§ DATA FOR ANALYSIS
++++++++

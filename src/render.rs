use maud::{html, Markup};
use uuid::Uuid;

use crate::{input::SelectInput, view_mode::ViewMode};

/// Renders an entity using one of its view modes.
pub trait EntityViewRenderer<E> {
    type Error;

    fn view(&self, entity: &E, view_mode: &ViewMode) -> Result<Markup, Self::Error>;
}

/// Output of a column that has nothing to show for a row.
pub fn empty() -> Markup {
    html!()
}

pub fn is_empty(markup: &Markup) -> bool {
    markup.0.is_empty()
}

#[non_exhaustive]
pub struct FormRenderContext<'a> {
    /// unique id of the HTML form element
    pub form_id: &'a str,
}

pub fn input_select(input: &SelectInput, ctx: &FormRenderContext) -> Markup {
    let id = &format!("{}_{}", ctx.form_id, input.name);
    html! {
        div class="cms-prop-container" {
            label class="cms-prop-label" for=(id) {(input.title)}
            select name=(input.name) id=(id) class="cms-select-input" {
                @for o in &input.options {
                    option value=(o.value.as_str()) selected[o.value == input.default_value] {
                        (o.label)
                    }
                }
            }
            @if let Some(description) = &input.description {
                p class="cms-prop-description" {(description)}
            }
        }
    }
}

/// Wraps form fields in a `<form>` element with a fresh id.
pub fn options_form(fields: impl FnOnce(&FormRenderContext) -> Markup) -> Markup {
    let form_id = &Uuid::new_v4().to_string();
    let ctx = FormRenderContext { form_id };
    html! {
        form id=(form_id) class="cms-options-form" method="post" {
            (fields(&ctx))
        }
    }
}
use derive_more::{Deref, Display, From, FromStr, Into};
use serde::{Deserialize, Serialize};
use unic_langid::LanguageIdentifier;
use uuid::Uuid;

pub use rendered_entity_derive::EntityType;

/// An entity type that can be referenced from listing rows and rendered in one of its view
/// modes.
///
/// Usually implemented with `#[derive(EntityType)]`:
///
/// ```
/// use rendered_entity::EntityType;
///
/// #[derive(EntityType)]
/// #[entity(view_mode(name = "teaser"), view_mode(name = "full", label = "Full content"))]
/// struct BlogPost;
///
/// assert_eq!(BlogPost::entity_type_id(), "blog_post");
/// assert_eq!(BlogPost::view_modes(), &[("teaser", "Teaser"), ("full", "Full content")]);
/// ```
pub trait EntityType {
    fn entity_type_id() -> &'static str;
    /// `(id, label)` of every view mode this entity type advertises besides `default`
    fn view_modes() -> &'static [(&'static str, &'static str)];
}

#[derive(
    Clone,
    Debug,
    Default,
    Deref,
    Display,
    From,
    FromStr,
    Into,
    PartialEq,
    Eq,
    PartialOrd,
    Ord,
    Hash,
    Deserialize,
    Serialize,
)]
#[serde(transparent)]
pub struct EntityTypeId(String);

impl From<&str> for EntityTypeId {
    fn from(value: &str) -> Self {
        Self(value.to_string())
    }
}

impl EntityTypeId {
    pub fn of<E: EntityType>() -> Self {
        E::entity_type_id().into()
    }

    pub fn as_str(&self) -> &str {
        &self.0
    }
}

/// Identifier of an entity, unique within its entity type
#[derive(
    Clone,
    Debug,
    Default,
    Deref,
    Display,
    From,
    FromStr,
    Into,
    PartialEq,
    Eq,
    PartialOrd,
    Ord,
    Hash,
    Deserialize,
    Serialize,
)]
#[serde(transparent)]
pub struct EntityId(String);

impl From<&str> for EntityId {
    fn from(value: &str) -> Self {
        Self(value.to_string())
    }
}

impl From<Uuid> for EntityId {
    fn from(value: Uuid) -> Self {
        Self(value.to_string())
    }
}

impl From<u64> for EntityId {
    fn from(value: u64) -> Self {
        Self(value.to_string())
    }
}

/// A reference from a result row to an entity, together with the language the row was
/// produced in.
#[derive(Clone, Debug, PartialEq, Eq, Hash)]
pub struct EntityRef {
    pub entity_type: EntityTypeId,
    pub id: EntityId,
    /// language of the row, filled in by the listing engine when the query selected it
    pub langcode: Option<LanguageIdentifier>,
}

impl EntityRef {
    pub fn new(entity_type: impl Into<EntityTypeId>, id: impl Into<EntityId>) -> Self {
        Self {
            entity_type: entity_type.into(),
            id: id.into(),
            langcode: None,
        }
    }

    pub fn with_langcode(mut self, langcode: LanguageIdentifier) -> Self {
        self.langcode = Some(langcode);
        self
    }
}

/// An entity that may exist in several languages.
pub trait Translatable: Sized {
    /// language of this translation
    fn langcode(&self) -> &LanguageIdentifier;

    /// the translation into `langcode`, if the entity has one
    fn translation(&self, langcode: &LanguageIdentifier) -> Option<Self>;
}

++++++++

§ EXERCISE INSTRUCTIONS
Take every line above where "EntityTypeId" appears and copy it.

§ TASK OUTPUT
pub struct EntityTypeId(String);
impl From<&str> for EntityTypeId {
impl EntityTypeId {
    pub entity_type: EntityTypeId,
    pub fn new(entity_type: impl Into<EntityTypeId>, id: impl Into<EntityId>) -> Self {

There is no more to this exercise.